Dataset entries:
§
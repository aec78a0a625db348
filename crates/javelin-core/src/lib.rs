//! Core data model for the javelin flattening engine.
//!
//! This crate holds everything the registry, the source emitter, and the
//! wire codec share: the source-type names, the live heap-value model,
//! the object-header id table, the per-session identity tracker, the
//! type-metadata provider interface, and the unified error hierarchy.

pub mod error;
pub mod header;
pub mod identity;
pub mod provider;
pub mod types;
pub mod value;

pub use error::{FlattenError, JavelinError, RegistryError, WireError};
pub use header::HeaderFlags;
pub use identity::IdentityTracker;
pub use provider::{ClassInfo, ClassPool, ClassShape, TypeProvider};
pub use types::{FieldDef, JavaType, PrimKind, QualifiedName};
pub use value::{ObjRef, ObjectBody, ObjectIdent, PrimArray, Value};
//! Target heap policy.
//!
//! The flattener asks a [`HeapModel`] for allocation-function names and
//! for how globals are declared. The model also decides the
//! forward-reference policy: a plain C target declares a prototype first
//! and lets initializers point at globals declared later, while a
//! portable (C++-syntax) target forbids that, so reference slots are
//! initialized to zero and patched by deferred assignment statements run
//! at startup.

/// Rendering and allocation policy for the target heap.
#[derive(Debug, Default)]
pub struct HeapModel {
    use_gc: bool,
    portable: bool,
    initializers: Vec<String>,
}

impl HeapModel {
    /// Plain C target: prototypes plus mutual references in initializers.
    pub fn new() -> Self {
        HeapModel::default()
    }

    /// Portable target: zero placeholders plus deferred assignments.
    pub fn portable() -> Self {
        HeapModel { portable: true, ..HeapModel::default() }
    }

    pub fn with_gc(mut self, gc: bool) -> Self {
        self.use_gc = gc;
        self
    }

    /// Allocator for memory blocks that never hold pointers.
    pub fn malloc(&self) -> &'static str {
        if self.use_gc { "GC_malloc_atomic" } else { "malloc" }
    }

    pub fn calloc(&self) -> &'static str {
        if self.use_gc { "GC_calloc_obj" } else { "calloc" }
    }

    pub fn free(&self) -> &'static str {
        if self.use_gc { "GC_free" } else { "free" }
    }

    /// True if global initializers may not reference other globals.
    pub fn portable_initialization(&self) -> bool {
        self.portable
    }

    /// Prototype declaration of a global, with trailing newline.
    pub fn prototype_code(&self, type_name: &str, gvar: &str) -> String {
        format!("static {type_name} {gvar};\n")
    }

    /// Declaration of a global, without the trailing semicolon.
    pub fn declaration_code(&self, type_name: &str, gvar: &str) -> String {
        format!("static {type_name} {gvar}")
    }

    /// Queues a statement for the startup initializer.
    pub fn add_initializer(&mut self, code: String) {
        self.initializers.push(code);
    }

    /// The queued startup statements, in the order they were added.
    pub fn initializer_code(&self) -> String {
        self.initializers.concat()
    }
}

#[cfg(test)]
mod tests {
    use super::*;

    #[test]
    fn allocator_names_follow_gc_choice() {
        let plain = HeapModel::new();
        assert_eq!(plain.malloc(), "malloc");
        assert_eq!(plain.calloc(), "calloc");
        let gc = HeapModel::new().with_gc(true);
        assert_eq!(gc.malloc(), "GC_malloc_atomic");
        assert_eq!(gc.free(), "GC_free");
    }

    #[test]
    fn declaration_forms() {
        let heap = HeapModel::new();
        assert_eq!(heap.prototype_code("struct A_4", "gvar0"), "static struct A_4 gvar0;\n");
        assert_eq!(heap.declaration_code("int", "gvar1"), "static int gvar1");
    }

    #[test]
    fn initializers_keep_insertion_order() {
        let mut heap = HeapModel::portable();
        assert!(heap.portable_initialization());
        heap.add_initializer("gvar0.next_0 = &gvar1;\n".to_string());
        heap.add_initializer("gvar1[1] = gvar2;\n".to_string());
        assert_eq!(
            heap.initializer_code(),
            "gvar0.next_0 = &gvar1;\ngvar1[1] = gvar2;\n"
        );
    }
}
§
▶ [Work instruction] Copy every line of the records above exactly.

▶ [Task result]
repository aec78a0a625db348
filename crates/javelin-core/src/lib.rs
//! Core data model for the javelin flattening engine.
//!
//! This crate holds everything the registry, the source emitter, and the
//! wire codec share: the source-type names, the live heap-value model,
//! the object-header id table, the per-session identity tracker, the
//! type-metadata provider interface, and the unified error hierarchy.

pub mod error;
pub mod header;
pub mod identity;
pub mod provider;
pub mod types;
pub mod value;

pub use error::{FlattenError, JavelinError, RegistryError, WireError};
pub use header::HeaderFlags;
pub use identity::IdentityTracker;
pub use provider::{ClassInfo, ClassPool, ClassShape, TypeProvider};
pub use types::{FieldDef, JavaType, PrimKind, QualifiedName};
pub use value::{ObjRef, ObjectBody, ObjectIdent, PrimArray, Value};
//! Target heap policy.
//!
//! The flattener asks a [`HeapModel`] for allocation-function names and
//! for how globals are declared. The model also decides the
//! forward-reference policy: a plain C target declares a prototype first
//! and lets initializers point at globals declared later, while a
//! portable (C++-syntax) target forbids that, so reference slots are
//! initialized to zero and patched by deferred assignment statements run
//! at startup.

/// Rendering and allocation policy for the target heap.
#[derive(Debug, Default)]
pub struct HeapModel {
    use_gc: bool,
    portable: bool,
    initializers: Vec<String>,
}

impl HeapModel {
    /// Plain C target: prototypes plus mutual references in initializers.
    pub fn new() -> Self {
        HeapModel::default()
    }

    /// Portable target: zero placeholders plus deferred assignments.
    pub fn portable() -> Self {
        HeapModel { portable: true, ..HeapModel::default() }
    }

    pub fn with_gc(mut self, gc: bool) -> Self {
        self.use_gc = gc;
        self
    }

    /// Allocator for memory blocks that never hold pointers.
    pub fn malloc(&self) -> &'static str {
        if self.use_gc { "GC_malloc_atomic" } else { "malloc" }
    }

    pub fn calloc(&self) -> &'static str {
        if self.use_gc { "GC_calloc_obj" } else { "calloc" }
    }

    pub fn free(&self) -> &'static str {
        if self.use_gc { "GC_free" } else { "free" }
    }

    /// True if global initializers may not reference other globals.
    pub fn portable_initialization(&self) -> bool {
        self.portable
    }

    /// Prototype declaration of a global, with trailing newline.
    pub fn prototype_code(&self, type_name: &str, gvar: &str) -> String {
        format!("static {type_name} {gvar};\n")
    }

    /// Declaration of a global, without the trailing semicolon.
    pub fn declaration_code(&self, type_name: &str, gvar: &str) -> String {
        format!("static {type_name} {gvar}")
    }

    /// Queues a statement for the startup initializer.
    pub fn add_initializer(&mut self, code: String) {
        self.initializers.push(code);
    }

    /// The queued startup statements, in the order they were added.
    pub fn initializer_code(&self) -> String {
        self.initializers.concat()
    }
}

#[cfg(test)]
mod tests {
    use super::*;

    #[test]
    fn allocator_names_follow_gc_choice() {
        let plain = HeapModel::new();
        assert_eq!(plain.malloc(), "malloc");
        assert_eq!(plain.calloc(), "calloc");
        let gc = HeapModel::new().with_gc(true);
        assert_eq!(gc.malloc(), "GC_malloc_atomic");
        assert_eq!(gc.free(), "GC_free");
    }

    #[test]
    fn declaration_forms() {
        let heap = HeapModel::new();
        assert_eq!(heap.prototype_code("struct A_4", "gvar0"), "static struct A_4 gvar0;\n");
        assert_eq!(heap.declaration_code("int", "gvar1"), "static int gvar1");
    }

    #[test]
    fn initializers_keep_insertion_order() {
        let mut heap = HeapModel::portable();
        assert!(heap.portable_initialization());
        heap.add_initializer("gvar0.next_0 = &gvar1;\n".to_string());
        heap.add_initializer("gvar1[1] = gvar2;\n".to_string());
        assert_eq!(
            heap.initializer_code(),
            "gvar0.next_0 = &gvar1;\ngvar1[1] = gvar2;\n"
        );
    }
}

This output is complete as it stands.